[WHAT IS BEING ASKED]: Go through the records below and copy out every line that contains the word "usize".

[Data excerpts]
_ _ _ _ _

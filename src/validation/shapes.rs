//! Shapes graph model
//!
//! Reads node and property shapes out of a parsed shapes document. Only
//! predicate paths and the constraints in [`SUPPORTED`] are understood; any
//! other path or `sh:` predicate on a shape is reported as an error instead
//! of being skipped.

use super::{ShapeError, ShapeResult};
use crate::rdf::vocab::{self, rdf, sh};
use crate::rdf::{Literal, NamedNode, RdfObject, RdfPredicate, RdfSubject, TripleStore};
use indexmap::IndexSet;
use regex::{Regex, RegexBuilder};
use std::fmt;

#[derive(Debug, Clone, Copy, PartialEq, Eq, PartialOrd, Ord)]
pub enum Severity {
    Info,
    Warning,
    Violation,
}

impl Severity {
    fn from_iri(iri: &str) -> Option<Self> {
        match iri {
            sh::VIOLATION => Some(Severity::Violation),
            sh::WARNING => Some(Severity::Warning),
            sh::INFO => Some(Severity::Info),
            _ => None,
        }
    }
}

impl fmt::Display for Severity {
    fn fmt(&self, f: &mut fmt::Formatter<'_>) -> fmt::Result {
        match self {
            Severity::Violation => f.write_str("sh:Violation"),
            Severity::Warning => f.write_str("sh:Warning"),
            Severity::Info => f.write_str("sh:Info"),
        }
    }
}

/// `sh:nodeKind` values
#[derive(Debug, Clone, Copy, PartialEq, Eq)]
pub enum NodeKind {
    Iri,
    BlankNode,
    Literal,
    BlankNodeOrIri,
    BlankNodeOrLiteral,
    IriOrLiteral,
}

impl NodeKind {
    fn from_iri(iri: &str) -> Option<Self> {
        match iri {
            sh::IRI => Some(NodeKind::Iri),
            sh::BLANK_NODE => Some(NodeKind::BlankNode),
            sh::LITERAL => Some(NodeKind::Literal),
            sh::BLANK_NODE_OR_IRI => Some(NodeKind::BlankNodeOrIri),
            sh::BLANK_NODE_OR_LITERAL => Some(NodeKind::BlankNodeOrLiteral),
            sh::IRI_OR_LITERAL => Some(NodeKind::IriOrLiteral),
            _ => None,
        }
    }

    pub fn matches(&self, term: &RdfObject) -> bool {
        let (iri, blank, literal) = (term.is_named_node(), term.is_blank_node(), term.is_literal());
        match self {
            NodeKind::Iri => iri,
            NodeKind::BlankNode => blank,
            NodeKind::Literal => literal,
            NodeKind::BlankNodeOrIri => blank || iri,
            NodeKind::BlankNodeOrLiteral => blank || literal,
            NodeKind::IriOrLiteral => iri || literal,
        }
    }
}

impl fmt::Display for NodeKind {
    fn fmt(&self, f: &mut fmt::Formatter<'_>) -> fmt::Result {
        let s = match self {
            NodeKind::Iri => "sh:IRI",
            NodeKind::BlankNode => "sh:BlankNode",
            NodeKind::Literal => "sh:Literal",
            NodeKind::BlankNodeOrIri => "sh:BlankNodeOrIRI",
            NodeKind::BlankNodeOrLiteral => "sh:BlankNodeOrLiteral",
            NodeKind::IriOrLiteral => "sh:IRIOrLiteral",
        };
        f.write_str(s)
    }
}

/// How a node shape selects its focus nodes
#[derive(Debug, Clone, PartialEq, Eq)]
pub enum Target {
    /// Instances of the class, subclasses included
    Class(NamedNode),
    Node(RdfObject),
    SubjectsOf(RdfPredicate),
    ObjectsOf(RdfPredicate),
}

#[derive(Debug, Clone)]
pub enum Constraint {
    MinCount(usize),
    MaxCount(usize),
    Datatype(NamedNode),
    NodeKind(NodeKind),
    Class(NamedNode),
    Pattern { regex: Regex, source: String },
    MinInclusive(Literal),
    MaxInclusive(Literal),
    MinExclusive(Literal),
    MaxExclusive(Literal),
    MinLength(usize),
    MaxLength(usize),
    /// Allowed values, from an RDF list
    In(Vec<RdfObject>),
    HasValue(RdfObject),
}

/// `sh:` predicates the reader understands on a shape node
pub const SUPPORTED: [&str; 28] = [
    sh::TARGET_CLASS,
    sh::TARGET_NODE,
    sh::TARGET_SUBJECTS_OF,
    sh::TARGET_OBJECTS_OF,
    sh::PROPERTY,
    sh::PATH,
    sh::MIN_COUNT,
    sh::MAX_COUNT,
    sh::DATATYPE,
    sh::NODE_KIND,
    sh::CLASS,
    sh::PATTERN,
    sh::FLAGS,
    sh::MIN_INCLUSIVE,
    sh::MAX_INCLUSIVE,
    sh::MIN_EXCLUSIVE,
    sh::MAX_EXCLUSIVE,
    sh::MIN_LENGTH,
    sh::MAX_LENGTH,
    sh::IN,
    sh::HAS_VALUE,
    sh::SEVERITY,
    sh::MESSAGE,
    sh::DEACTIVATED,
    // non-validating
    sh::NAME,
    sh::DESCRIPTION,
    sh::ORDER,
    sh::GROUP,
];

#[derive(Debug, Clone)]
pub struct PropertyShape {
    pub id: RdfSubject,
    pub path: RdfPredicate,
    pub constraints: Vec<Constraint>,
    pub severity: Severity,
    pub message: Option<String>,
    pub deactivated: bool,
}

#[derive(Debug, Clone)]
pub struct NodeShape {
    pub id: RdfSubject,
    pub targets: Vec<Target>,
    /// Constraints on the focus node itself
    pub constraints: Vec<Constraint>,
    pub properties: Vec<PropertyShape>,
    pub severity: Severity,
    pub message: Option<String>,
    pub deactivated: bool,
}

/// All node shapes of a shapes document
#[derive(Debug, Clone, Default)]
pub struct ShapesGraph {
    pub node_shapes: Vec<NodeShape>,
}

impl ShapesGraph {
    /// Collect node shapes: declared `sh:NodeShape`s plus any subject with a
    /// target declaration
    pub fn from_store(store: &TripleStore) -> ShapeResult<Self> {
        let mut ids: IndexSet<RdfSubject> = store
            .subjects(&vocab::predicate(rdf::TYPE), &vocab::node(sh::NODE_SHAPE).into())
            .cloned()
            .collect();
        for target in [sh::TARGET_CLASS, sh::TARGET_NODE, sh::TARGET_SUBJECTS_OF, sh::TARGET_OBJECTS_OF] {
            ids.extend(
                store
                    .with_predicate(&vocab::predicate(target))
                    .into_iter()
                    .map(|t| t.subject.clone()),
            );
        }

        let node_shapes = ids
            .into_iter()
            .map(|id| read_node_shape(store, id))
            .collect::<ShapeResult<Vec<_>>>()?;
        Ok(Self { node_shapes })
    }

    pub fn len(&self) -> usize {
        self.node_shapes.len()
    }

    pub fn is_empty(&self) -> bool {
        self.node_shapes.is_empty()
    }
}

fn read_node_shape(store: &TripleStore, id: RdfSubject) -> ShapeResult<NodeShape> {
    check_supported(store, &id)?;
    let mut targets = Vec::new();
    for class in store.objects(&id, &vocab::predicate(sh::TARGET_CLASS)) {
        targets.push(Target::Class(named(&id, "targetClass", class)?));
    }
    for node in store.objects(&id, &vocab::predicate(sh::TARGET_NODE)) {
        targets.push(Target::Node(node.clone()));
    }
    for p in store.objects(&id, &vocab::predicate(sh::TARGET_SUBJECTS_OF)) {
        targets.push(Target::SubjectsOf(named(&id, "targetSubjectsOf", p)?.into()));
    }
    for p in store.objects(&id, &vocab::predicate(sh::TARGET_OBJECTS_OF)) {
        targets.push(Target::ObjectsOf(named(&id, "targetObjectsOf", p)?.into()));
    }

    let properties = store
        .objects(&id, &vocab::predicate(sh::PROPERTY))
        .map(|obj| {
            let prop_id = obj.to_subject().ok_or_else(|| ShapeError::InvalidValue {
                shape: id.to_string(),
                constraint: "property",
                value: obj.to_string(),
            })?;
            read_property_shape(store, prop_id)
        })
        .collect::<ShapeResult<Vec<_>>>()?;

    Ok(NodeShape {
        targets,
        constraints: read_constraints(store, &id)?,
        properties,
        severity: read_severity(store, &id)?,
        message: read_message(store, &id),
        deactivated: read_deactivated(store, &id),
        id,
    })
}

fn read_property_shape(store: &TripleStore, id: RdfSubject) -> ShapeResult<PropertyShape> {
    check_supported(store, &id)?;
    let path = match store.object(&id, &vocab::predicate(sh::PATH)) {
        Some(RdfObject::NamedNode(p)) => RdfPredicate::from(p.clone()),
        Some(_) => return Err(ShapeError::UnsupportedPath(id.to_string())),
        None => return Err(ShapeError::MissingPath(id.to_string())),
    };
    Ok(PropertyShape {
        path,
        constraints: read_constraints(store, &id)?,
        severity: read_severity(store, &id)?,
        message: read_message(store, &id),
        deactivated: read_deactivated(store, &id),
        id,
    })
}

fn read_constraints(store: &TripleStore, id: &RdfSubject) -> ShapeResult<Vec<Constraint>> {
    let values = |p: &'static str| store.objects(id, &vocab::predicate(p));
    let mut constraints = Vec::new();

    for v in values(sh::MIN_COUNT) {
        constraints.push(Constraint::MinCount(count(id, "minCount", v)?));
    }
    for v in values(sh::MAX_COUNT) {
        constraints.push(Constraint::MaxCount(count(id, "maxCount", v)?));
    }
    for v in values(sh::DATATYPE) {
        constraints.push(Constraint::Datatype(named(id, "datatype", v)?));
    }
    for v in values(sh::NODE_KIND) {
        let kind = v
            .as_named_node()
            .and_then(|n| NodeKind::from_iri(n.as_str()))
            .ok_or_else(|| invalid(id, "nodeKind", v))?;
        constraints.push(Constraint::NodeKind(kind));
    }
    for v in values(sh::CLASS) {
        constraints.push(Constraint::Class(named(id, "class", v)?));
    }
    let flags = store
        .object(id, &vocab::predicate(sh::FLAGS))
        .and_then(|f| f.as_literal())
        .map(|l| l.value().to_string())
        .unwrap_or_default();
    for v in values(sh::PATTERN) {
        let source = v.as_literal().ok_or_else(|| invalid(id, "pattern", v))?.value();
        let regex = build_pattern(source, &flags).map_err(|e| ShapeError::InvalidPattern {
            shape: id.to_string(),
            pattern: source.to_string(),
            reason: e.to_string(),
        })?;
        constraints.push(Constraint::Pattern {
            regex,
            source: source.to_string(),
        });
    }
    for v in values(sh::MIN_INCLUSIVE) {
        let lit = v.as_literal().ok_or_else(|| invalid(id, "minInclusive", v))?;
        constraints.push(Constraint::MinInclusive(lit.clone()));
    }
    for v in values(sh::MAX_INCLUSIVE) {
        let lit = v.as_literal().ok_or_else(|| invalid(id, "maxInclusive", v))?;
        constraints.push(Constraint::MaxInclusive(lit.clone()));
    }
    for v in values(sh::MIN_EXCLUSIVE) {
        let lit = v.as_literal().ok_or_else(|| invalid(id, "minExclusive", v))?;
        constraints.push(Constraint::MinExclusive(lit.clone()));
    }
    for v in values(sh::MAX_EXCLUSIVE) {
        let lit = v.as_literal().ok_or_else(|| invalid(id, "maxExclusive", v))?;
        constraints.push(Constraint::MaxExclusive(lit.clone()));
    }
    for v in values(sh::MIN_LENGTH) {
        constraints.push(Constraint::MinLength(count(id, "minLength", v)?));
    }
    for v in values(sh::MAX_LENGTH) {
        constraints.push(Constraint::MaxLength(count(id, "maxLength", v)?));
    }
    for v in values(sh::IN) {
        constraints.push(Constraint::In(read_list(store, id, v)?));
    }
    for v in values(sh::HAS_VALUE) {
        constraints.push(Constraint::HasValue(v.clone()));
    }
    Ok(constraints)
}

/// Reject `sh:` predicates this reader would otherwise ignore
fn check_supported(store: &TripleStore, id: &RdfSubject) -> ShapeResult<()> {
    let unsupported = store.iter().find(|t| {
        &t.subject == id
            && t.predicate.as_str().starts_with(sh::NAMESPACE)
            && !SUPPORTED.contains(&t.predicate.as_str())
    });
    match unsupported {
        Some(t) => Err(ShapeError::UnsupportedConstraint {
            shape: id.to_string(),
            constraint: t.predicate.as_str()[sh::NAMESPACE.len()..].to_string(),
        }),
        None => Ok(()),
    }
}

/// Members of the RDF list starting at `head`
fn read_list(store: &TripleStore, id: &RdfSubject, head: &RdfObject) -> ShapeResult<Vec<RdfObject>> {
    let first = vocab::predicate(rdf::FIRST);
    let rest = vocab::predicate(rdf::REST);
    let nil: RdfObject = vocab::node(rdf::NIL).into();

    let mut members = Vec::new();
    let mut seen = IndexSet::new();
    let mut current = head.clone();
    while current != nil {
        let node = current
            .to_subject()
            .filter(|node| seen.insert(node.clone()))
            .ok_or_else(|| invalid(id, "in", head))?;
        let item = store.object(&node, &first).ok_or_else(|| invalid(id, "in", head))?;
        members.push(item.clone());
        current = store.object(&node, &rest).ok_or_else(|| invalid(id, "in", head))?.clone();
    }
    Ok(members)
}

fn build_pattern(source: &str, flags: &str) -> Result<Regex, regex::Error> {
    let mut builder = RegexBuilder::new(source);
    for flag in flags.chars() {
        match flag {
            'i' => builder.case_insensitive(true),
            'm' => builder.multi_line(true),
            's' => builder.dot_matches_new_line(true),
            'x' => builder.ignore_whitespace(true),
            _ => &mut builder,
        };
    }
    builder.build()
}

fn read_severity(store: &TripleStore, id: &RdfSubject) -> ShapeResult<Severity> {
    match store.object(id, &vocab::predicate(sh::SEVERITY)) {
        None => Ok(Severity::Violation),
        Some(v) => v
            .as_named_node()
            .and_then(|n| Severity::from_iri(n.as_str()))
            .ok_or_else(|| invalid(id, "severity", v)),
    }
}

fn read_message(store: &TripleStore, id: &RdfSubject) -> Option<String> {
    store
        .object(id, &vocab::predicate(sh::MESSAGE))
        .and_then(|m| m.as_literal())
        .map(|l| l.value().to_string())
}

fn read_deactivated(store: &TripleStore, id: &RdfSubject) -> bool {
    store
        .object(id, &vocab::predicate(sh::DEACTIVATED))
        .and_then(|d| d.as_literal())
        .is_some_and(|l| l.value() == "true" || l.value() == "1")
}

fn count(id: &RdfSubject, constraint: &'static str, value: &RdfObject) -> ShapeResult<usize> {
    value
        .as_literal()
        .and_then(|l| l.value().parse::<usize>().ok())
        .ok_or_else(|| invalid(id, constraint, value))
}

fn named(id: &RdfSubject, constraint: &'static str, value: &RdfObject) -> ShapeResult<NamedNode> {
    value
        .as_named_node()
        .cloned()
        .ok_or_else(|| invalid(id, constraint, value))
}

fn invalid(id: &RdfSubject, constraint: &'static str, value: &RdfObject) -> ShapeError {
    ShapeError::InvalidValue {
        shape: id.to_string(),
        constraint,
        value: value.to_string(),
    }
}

_ _ _ _ _

[EXERCISE RESULT]:
    MinCount(usize),
    MaxCount(usize),
    MinLength(usize),
    MaxLength(usize),
    pub fn len(&self) -> usize {
fn count(id: &RdfSubject, constraint: &'static str, value: &RdfObject) -> ShapeResult<usize> {
        .and_then(|l| l.value().parse::<usize>().ok())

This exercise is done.